Aristóteles concibe al ser humano como un compuesto hilemórfico, debido a que estamos hechos de hyle (materia) y morphé (forma), en otras palabras, tenemos cuerpo y alma/mente (Acosta Valencia, 2019). Para Aristóteles, todo lo que tiene alma, tiene vida (Acosta Valencia, 2019), por lo tanto, el ser humano tiene alma.
Aristóteles plantea distintos niveles del alma: existe el alma o la potencia vegetativa del alma, la potencia sensible y la potencia racional.
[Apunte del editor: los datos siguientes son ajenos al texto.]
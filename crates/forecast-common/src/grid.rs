//! Gridded fields on regular lat/lon grids and spatial subsetting.

use crate::bbox::BoundingBox;
use crate::error::{ForecastError, ForecastResult};
use serde::{Deserialize, Serialize};

/// Tolerance for comparing float coordinates against box edges.
const COORD_EPSILON: f64 = 1e-6;

/// Direction of a coordinate axis.
#[derive(Debug, Clone, Copy, PartialEq, Eq, Serialize, Deserialize)]
pub enum AxisOrder {
    Ascending,
    Descending,
}

impl AxisOrder {
    /// Detect the direction of a coordinate array. Single-point axes are ascending.
    pub fn detect(axis: &[f64]) -> AxisOrder {
        match (axis.first(), axis.last()) {
            (Some(first), Some(last)) if last < first => AxisOrder::Descending,
            _ => AxisOrder::Ascending,
        }
    }
}

/// A single time slice of a named field, indexed by (latitude, longitude).
///
/// Values are stored row-major: `values[j * nx + i]` where `j` indexes
/// `lats` and `i` indexes `lons`. The latitude axis keeps the source's native
/// order, which for GFS products may be north-to-south.
#[derive(Debug, Clone, PartialEq, Serialize, Deserialize)]
pub struct GriddedField {
    pub name: String,
    pub lats: Vec<f64>,
    pub lons: Vec<f64>,
    pub values: Vec<f32>,
}

impl GriddedField {
    /// Create a field, checking that the value count matches the axes.
    pub fn new(
        name: impl Into<String>,
        lats: Vec<f64>,
        lons: Vec<f64>,
        values: Vec<f32>,
    ) -> ForecastResult<Self> {
        let name = name.into();
        if values.len() != lats.len() * lons.len() {
            return Err(ForecastError::MalformedResponse(format!(
                "{}: {} values for a {}x{} grid",
                name,
                values.len(),
                lats.len(),
                lons.len()
            )));
        }
        Ok(Self {
            name,
            lats,
            lons,
            values,
        })
    }

    /// Create a field filled with a single value.
    pub fn constant(name: impl Into<String>, lats: Vec<f64>, lons: Vec<f64>, value: f32) -> Self {
        let values = vec![value; lats.len() * lons.len()];
        Self {
            name: name.into(),
            lats,
            lons,
            values,
        }
    }

    /// Number of longitude points.
    pub fn nx(&self) -> usize {
        self.lons.len()
    }

    /// Number of latitude points.
    pub fn ny(&self) -> usize {
        self.lats.len()
    }

    pub fn is_empty(&self) -> bool {
        self.values.is_empty()
    }

    /// Value at longitude index `i`, latitude index `j`.
    pub fn get(&self, i: usize, j: usize) -> Option<f32> {
        if i >= self.nx() || j >= self.ny() {
            return None;
        }
        self.values.get(j * self.nx() + i).copied()
    }

    pub fn lat_order(&self) -> AxisOrder {
        AxisOrder::detect(&self.lats)
    }

    /// Bounding box spanned by the grid points.
    pub fn bbox(&self) -> Option<BoundingBox> {
        let (min_lat, max_lat) = min_max(&self.lats)?;
        let (min_lon, max_lon) = min_max(&self.lons)?;
        Some(BoundingBox::new(min_lon, min_lat, max_lon, max_lat))
    }

    /// Minimum and maximum of the non-NaN values.
    pub fn value_range(&self) -> Option<(f32, f32)> {
        self.values
            .iter()
            .filter(|v| !v.is_nan())
            .fold(None, |acc, &v| match acc {
                None => Some((v, v)),
                Some((lo, hi)) => Some((lo.min(v), hi.max(v))),
            })
    }

    /// Apply `f` to every value, keeping the coordinates.
    pub fn map<F>(&self, name: impl Into<String>, f: F) -> GriddedField
    where
        F: Fn(f32) -> f32,
    {
        GriddedField {
            name: name.into(),
            lats: self.lats.clone(),
            lons: self.lons.clone(),
            values: self.values.iter().map(|&v| f(v)).collect(),
        }
    }

    /// Combine two fields on the same grid point by point.
    pub fn zip_map<F>(
        &self,
        other: &GriddedField,
        name: impl Into<String>,
        f: F,
    ) -> ForecastResult<GriddedField>
    where
        F: Fn(f32, f32) -> f32,
    {
        if self.lats != other.lats || self.lons != other.lons {
            return Err(ForecastError::Internal(format!(
                "grid mismatch between '{}' and '{}'",
                self.name, other.name
            )));
        }
        Ok(GriddedField {
            name: name.into(),
            lats: self.lats.clone(),
            lons: self.lons.clone(),
            values: self
                .values
                .iter()
                .zip(&other.values)
                .map(|(&a, &b)| f(a, b))
                .collect(),
        })
    }

    /// Restrict the field to `bbox`, bounds inclusive.
    ///
    /// Nearest-cell selection only. Latitude rows keep their native order, so
    /// a north-to-south axis yields a north-to-south subset. Longitudes are
    /// compared in the box's convention (-180..180 or 0..360) and returned in
    /// ascending order of that convention.
    pub fn subset(&self, bbox: &BoundingBox) -> ForecastResult<GriddedField> {
        let rows: Vec<usize> = self
            .lats
            .iter()
            .enumerate()
            .filter(|(_, &lat)| {
                lat >= bbox.min_lat - COORD_EPSILON && lat <= bbox.max_lat + COORD_EPSILON
            })
            .map(|(j, _)| j)
            .collect();

        let mut cols: Vec<(usize, f64)> = self
            .lons
            .iter()
            .enumerate()
            .map(|(i, &lon)| (i, bbox.align_lon(lon)))
            .filter(|(_, lon)| {
                *lon >= bbox.min_lon - COORD_EPSILON && *lon <= bbox.max_lon + COORD_EPSILON
            })
            .collect();
        cols.sort_by(|a, b| a.1.total_cmp(&b.1));

        if rows.is_empty() || cols.is_empty() {
            return Err(ForecastError::EmptySubset(bbox.to_string()));
        }

        let nx = self.nx();
        let mut values = Vec::with_capacity(rows.len() * cols.len());
        for &j in &rows {
            for &(i, _) in &cols {
                values.push(self.values[j * nx + i]);
            }
        }

        Ok(GriddedField {
            name: self.name.clone(),
            lats: rows.iter().map(|&j| self.lats[j]).collect(),
            lons: cols.iter().map(|&(_, lon)| lon).collect(),
            values,
        })
    }
}

/// Inclusive index window `(start, end)` of `axis` covering `lo..=hi`.
///
/// Works for ascending and descending axes; the returned indices always
/// satisfy `start <= end`. Returns `None` if no coordinate falls inside.
pub fn axis_window(axis: &[f64], lo: f64, hi: f64) -> Option<(usize, usize)> {
    let inside: Vec<usize> = axis
        .iter()
        .enumerate()
        .filter(|(_, &v)| v >= lo - COORD_EPSILON && v <= hi + COORD_EPSILON)
        .map(|(i, _)| i)
        .collect();
    Some((*inside.first()?, *inside.last()?))
}

fn min_max(axis: &[f64]) -> Option<(f64, f64)> {
    let first = *axis.first()?;
    Some(
        axis.iter()
            .fold((first, first), |(lo, hi), &v| (lo.min(v), hi.max(v))),
    )
}

/// Common grid definitions for NWP models.
pub mod grids {
    /// Native spacing of the GFS 0.25° products.
    pub const GFS_0P25_STEP: f64 = 0.25;

    /// GFS 0.25° latitudes as served by NOMADS OPeNDAP (-90 to 90).
    pub fn gfs_0p25_lats() -> Vec<f64> {
        (0..721).map(|j| -90.0 + j as f64 * GFS_0P25_STEP).collect()
    }

    /// GFS 0.25° longitudes (0 to 359.75).
    pub fn gfs_0p25_lons() -> Vec<f64> {
        (0..1440).map(|i| i as f64 * GFS_0P25_STEP).collect()
    }
}

#[cfg(test)]
mod tests {
    use super::*;

    fn field(lats: Vec<f64>, lons: Vec<f64>) -> GriddedField {
        let n = lats.len() * lons.len();
        GriddedField::new("t", lats, lons, (0..n).map(|v| v as f32).collect()).unwrap()
    }

    #[test]
    fn test_gfs_axes() {
        let lats = grids::gfs_0p25_lats();
        let lons = grids::gfs_0p25_lons();
        assert_eq!(lats.len(), 721);
        assert_eq!(lons.len(), 1440);
        assert!((lats[720] - 90.0).abs() < 1e-9);
        assert!((lons[1439] - 359.75).abs() < 1e-9);
    }

    #[test]
    fn test_axis_order_detect() {
        assert_eq!(AxisOrder::detect(&[-11.0, -10.0]), AxisOrder::Ascending);
        assert_eq!(AxisOrder::detect(&[-10.0, -11.0]), AxisOrder::Descending);
        assert_eq!(AxisOrder::detect(&[5.0]), AxisOrder::Ascending);
    }

    #[test]
    fn test_shape_mismatch_rejected() {
        let err = GriddedField::new("x", vec![0.0, 1.0], vec![0.0], vec![1.0]);
        assert!(matches!(err, Err(ForecastError::MalformedResponse(_))));
    }

    #[test]
    fn test_subset_inclusive_bounds() {
        let f = field(vec![0.0, 0.25, 0.5, 0.75], vec![10.0, 10.25, 10.5]);
        let s = f.subset(&BoundingBox::new(10.25, 0.25, 10.5, 0.5)).unwrap();
        assert_eq!(s.lats, vec![0.25, 0.5]);
        assert_eq!(s.lons, vec![10.25, 10.5]);
        assert_eq!(s.values, vec![4.0, 5.0, 7.0, 8.0]);
    }

    #[test]
    fn test_axis_window_descending() {
        let axis = [1.0, 0.75, 0.5, 0.25, 0.0];
        assert_eq!(axis_window(&axis, 0.25, 0.75), Some((1, 3)));
        assert_eq!(axis_window(&axis, 5.0, 6.0), None);
    }

    #[test]
    fn test_value_range_ignores_nan() {
        let f = GriddedField::new("x", vec![0.0], vec![0.0, 1.0, 2.0], vec![3.0, f32::NAN, -1.0])
            .unwrap();
        assert_eq!(f.value_range(), Some((-1.0, 3.0)));
    }
}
Respecto a la potencia vegetativa, esta tiene que ver con las facultades principales de todo ser vivo, como, por ejemplo, la reproducción, alimentación, crecimiento, etc. (Acosta Valencia, 2019).
En cuanto a la potencia sensible, la poseen únicamente los seres humanos y los animales, debido a que esta cuenta con la facultad locomotriz (movimiento) y las facultades sensibles (percepción por medio de los sentidos externos: oír, oler, tocar, saborear y ver) (Acosta Valencia, 2019).
Aristóteles nos distingue del resto de los animales, afirmando que somos animales racionales (Acosta Valencia, 2019), debido a que poseemos la potencia racional: esta potencia indica operaciones mentales, deductivas y actuar de manera moral, ya que, Aristóteles afirma que también el ser humano es un animal político/animal social (Acosta Valencia, 2019).